■ Work to complete
Your task is to output the entries below word for word.
+++
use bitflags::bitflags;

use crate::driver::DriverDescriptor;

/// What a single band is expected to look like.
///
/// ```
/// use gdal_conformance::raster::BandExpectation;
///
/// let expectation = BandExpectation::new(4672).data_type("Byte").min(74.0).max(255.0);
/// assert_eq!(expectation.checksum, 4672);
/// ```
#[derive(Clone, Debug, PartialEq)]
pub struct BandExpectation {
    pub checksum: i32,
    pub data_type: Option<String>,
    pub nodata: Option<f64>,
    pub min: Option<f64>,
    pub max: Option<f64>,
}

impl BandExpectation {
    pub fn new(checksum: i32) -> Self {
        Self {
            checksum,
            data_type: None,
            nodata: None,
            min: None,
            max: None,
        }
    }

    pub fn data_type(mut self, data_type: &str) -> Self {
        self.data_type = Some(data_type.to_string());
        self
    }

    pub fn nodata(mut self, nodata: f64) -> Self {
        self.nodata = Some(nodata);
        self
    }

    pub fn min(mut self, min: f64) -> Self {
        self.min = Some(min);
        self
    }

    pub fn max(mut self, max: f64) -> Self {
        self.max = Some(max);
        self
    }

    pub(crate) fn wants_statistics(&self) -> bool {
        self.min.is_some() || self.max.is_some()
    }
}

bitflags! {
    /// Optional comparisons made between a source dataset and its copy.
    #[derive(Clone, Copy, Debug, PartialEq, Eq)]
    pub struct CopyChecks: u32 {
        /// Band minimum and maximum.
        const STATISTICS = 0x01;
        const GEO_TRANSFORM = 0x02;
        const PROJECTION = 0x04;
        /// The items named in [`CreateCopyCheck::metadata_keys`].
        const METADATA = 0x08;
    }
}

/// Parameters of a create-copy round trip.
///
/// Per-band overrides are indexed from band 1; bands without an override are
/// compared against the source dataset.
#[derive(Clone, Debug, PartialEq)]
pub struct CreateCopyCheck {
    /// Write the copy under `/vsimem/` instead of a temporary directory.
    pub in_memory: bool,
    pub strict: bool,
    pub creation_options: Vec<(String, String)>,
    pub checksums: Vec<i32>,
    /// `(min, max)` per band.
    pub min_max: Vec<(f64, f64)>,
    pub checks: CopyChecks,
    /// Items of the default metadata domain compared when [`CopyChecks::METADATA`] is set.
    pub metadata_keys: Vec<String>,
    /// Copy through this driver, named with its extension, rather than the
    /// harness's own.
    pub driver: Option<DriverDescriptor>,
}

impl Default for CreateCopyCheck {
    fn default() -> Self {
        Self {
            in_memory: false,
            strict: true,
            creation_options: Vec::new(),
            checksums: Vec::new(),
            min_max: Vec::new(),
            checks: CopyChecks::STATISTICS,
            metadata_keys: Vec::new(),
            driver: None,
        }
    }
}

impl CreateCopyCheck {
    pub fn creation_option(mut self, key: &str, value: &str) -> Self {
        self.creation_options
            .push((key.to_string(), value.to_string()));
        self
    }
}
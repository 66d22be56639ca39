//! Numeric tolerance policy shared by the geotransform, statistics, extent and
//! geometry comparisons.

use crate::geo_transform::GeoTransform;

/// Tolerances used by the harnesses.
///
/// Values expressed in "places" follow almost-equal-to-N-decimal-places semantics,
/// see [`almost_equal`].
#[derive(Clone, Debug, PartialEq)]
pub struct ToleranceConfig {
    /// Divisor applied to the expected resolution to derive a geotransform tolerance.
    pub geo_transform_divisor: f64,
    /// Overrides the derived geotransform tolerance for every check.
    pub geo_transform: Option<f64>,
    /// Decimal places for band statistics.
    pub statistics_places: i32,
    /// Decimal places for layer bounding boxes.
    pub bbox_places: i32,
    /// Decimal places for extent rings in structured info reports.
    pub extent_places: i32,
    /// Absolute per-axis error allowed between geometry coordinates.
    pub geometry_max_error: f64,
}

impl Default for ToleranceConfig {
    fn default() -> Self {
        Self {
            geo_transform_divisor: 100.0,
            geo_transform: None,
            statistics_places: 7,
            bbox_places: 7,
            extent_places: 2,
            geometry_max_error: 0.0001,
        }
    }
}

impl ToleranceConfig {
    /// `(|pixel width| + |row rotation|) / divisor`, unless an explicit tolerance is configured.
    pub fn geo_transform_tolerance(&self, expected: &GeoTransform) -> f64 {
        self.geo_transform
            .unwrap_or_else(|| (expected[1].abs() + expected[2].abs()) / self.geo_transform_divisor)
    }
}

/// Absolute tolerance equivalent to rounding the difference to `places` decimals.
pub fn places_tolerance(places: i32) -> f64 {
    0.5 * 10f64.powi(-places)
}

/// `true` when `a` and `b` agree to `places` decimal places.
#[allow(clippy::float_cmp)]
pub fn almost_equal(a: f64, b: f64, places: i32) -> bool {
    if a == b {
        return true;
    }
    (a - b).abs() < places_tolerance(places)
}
+++
■ Final answer
use bitflags::bitflags;

use crate::driver::DriverDescriptor;

/// What a single band is expected to look like.
///
/// ```
/// use gdal_conformance::raster::BandExpectation;
///
/// let expectation = BandExpectation::new(4672).data_type("Byte").min(74.0).max(255.0);
/// assert_eq!(expectation.checksum, 4672);
/// ```
#[derive(Clone, Debug, PartialEq)]
pub struct BandExpectation {
    pub checksum: i32,
    pub data_type: Option<String>,
    pub nodata: Option<f64>,
    pub min: Option<f64>,
    pub max: Option<f64>,
}

impl BandExpectation {
    pub fn new(checksum: i32) -> Self {
        Self {
            checksum,
            data_type: None,
            nodata: None,
            min: None,
            max: None,
        }
    }

    pub fn data_type(mut self, data_type: &str) -> Self {
        self.data_type = Some(data_type.to_string());
        self
    }

    pub fn nodata(mut self, nodata: f64) -> Self {
        self.nodata = Some(nodata);
        self
    }

    pub fn min(mut self, min: f64) -> Self {
        self.min = Some(min);
        self
    }

    pub fn max(mut self, max: f64) -> Self {
        self.max = Some(max);
        self
    }

    pub(crate) fn wants_statistics(&self) -> bool {
        self.min.is_some() || self.max.is_some()
    }
}

bitflags! {
    /// Optional comparisons made between a source dataset and its copy.
    #[derive(Clone, Copy, Debug, PartialEq, Eq)]
    pub struct CopyChecks: u32 {
        /// Band minimum and maximum.
        const STATISTICS = 0x01;
        const GEO_TRANSFORM = 0x02;
        const PROJECTION = 0x04;
        /// The items named in [`CreateCopyCheck::metadata_keys`].
        const METADATA = 0x08;
    }
}

/// Parameters of a create-copy round trip.
///
/// Per-band overrides are indexed from band 1; bands without an override are
/// compared against the source dataset.
#[derive(Clone, Debug, PartialEq)]
pub struct CreateCopyCheck {
    /// Write the copy under `/vsimem/` instead of a temporary directory.
    pub in_memory: bool,
    pub strict: bool,
    pub creation_options: Vec<(String, String)>,
    pub checksums: Vec<i32>,
    /// `(min, max)` per band.
    pub min_max: Vec<(f64, f64)>,
    pub checks: CopyChecks,
    /// Items of the default metadata domain compared when [`CopyChecks::METADATA`] is set.
    pub metadata_keys: Vec<String>,
    /// Copy through this driver, named with its extension, rather than the
    /// harness's own.
    pub driver: Option<DriverDescriptor>,
}

impl Default for CreateCopyCheck {
    fn default() -> Self {
        Self {
            in_memory: false,
            strict: true,
            creation_options: Vec::new(),
            checksums: Vec::new(),
            min_max: Vec::new(),
            checks: CopyChecks::STATISTICS,
            metadata_keys: Vec::new(),
            driver: None,
        }
    }
}

impl CreateCopyCheck {
    pub fn creation_option(mut self, key: &str, value: &str) -> Self {
        self.creation_options
            .push((key.to_string(), value.to_string()));
        self
    }
}
repository 66d22be56639ca39
//! Numeric tolerance policy shared by the geotransform, statistics, extent and
//! geometry comparisons.

use crate::geo_transform::GeoTransform;

/// Tolerances used by the harnesses.
///
/// Values expressed in "places" follow almost-equal-to-N-decimal-places semantics,
/// see [`almost_equal`].
#[derive(Clone, Debug, PartialEq)]
pub struct ToleranceConfig {
    /// Divisor applied to the expected resolution to derive a geotransform tolerance.
    pub geo_transform_divisor: f64,
    /// Overrides the derived geotransform tolerance for every check.
    pub geo_transform: Option<f64>,
    /// Decimal places for band statistics.
    pub statistics_places: i32,
    /// Decimal places for layer bounding boxes.
    pub bbox_places: i32,
    /// Decimal places for extent rings in structured info reports.
    pub extent_places: i32,
    /// Absolute per-axis error allowed between geometry coordinates.
    pub geometry_max_error: f64,
}

impl Default for ToleranceConfig {
    fn default() -> Self {
        Self {
            geo_transform_divisor: 100.0,
            geo_transform: None,
            statistics_places: 7,
            bbox_places: 7,
            extent_places: 2,
            geometry_max_error: 0.0001,
        }
    }
}

impl ToleranceConfig {
    /// `(|pixel width| + |row rotation|) / divisor`, unless an explicit tolerance is configured.
    pub fn geo_transform_tolerance(&self, expected: &GeoTransform) -> f64 {
        self.geo_transform
            .unwrap_or_else(|| (expected[1].abs() + expected[2].abs()) / self.geo_transform_divisor)
    }
}

/// Absolute tolerance equivalent to rounding the difference to `places` decimals.
pub fn places_tolerance(places: i32) -> f64 {
    0.5 * 10f64.powi(-places)
}

/// `true` when `a` and `b` agree to `places` decimal places.
#[allow(clippy::float_cmp)]
pub fn almost_equal(a: f64, b: f64, places: i32) -> bool {
    if a == b {
        return true;
    }
    (a - b).abs() < places_tolerance(places)
}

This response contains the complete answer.